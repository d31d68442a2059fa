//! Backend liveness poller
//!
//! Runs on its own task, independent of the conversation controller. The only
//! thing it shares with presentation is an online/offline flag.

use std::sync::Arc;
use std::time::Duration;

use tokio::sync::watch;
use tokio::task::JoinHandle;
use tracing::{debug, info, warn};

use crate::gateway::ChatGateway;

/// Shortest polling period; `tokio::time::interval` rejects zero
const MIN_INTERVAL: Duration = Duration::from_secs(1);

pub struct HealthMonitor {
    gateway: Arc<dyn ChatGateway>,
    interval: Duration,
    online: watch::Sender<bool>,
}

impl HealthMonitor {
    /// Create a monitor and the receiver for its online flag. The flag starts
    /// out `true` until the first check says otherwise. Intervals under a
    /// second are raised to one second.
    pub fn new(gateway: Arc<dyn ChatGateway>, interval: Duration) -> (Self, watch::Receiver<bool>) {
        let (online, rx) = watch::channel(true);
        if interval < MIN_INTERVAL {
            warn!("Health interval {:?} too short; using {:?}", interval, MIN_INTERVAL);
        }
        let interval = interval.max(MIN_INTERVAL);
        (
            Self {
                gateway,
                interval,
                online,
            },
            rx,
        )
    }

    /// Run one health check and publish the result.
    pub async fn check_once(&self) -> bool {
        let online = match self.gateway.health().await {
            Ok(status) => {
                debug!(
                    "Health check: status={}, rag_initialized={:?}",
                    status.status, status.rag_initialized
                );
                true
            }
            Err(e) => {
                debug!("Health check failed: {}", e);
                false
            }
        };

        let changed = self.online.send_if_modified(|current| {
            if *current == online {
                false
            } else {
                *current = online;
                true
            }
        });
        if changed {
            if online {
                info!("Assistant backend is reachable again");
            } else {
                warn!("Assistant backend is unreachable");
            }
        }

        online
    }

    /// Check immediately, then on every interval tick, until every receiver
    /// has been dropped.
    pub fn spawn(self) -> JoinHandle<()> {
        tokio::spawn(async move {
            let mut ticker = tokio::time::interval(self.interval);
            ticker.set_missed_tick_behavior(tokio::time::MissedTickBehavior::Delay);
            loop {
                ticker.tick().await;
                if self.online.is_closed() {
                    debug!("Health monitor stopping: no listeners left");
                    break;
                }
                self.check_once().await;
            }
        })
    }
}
----
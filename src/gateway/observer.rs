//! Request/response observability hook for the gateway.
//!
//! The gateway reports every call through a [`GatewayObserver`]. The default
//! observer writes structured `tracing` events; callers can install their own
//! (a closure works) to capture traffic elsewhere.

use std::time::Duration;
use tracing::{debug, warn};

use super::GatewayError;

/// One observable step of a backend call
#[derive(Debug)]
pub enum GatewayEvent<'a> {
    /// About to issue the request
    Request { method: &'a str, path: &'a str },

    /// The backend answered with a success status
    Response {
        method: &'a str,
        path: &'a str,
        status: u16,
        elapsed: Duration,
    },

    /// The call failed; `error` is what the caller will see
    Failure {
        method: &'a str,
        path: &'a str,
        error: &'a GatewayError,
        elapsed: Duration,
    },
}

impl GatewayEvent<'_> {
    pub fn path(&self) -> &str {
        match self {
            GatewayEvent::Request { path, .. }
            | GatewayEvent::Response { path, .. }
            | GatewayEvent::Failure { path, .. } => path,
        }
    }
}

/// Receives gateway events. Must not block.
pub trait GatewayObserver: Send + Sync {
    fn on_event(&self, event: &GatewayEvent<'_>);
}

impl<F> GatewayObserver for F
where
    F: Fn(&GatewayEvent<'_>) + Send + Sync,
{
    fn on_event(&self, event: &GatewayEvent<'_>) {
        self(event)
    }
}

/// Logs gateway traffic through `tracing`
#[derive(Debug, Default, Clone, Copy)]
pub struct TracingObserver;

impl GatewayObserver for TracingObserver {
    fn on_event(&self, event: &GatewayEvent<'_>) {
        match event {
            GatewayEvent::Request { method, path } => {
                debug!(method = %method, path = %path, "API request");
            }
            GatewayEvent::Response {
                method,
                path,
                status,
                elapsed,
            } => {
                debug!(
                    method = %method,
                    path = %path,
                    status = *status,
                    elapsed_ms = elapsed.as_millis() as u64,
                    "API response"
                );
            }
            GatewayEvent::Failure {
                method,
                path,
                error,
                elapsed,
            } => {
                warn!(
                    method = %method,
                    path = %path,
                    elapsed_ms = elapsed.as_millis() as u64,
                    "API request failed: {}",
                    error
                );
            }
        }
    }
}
----
Task requirements = A single number is expected: how many lines in the entries contain "info".

Expected answer = 2